Hi Charles,

I can give it a shot tomorrow evening (CET). I've made the "hdsupp" package (with fdisk and so on) for bering uClibc, and I guess hdparm would fit in there too (as I recall, we even discussed that among the uClibc developers, but decided against putting that in, since we didn't see much use for it (none of us is using "real" HDs, only CF discs, which is probably why we didn't see much use for it.))

I'll let you know when I have a binary (I'm afraid I won't be able to test it, since none of my uClibc boxes have a harddisk).

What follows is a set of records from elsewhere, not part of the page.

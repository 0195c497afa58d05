//! Application state management module.
//!
//! This module contains the orchestrated state for the emblem stage:
//! - Main `State` struct tying the components together
//! - Navigation types (the three-section cycle)
//! - Rotation, gesture, focus, phase-sequencer and scroll components
//! - State error handling

mod error;
mod focus;
mod gesture;
mod navigation;
mod rotation;
mod scroll;
mod sequence;

pub use error::StateError;
pub use focus::FocusController;
pub use gesture::GestureRecognizer;
pub use navigation::Section;
pub use rotation::{rotation_target, RotationStateMachine, RotationTriple};
pub use scroll::{
    content_weighted_progress, entry_progress, entry_reveal, progress_bar_height, EntryReveal,
    ScrollProgressTracker,
};
pub use sequence::{PhaseSequencer, WheelOutcome, TERMINAL_PHASE};

// State struct and its operations are in state_impl.rs
#[path = "state_impl.rs"]
mod state_impl;

pub use state_impl::{FrameSnapshot, NavLabel, State};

You should be able to test it. hdparm will dump a report on pretty much any IDE device. While you won't be able to test spinning down your flash disk, you can run lots of other tests.

I personally find hdparm useful for any system running IDE devices, if for nothing else than to verify IDE modes, dma usage (or not), read-ahead, multi-sector operation, and the speed tests. All of these should work on pretty much any IDE device, not just a mechanical hard-disk.
Oh, surely - I use it at least once on every box I install (to turn on DMA for CD-Rom drives - something Redhat doesn't enable by default). What I meant was that I was not going to spin down the harddisks on my "main" devel box, and my LEAF devel box has no harddisk (just CF). So, I can't confirm that it won't segfault when trying to spin down the disk due to some misconfiguration during the build process. Of course, I _can_ see if hdparm will start and if it will display the current settings of an IDE device (and I surely will) on an uClibc box, but I guess we both know that "it compiled ok and it didn't segfault straight away" doesn't mean one has actually tested the program ;-)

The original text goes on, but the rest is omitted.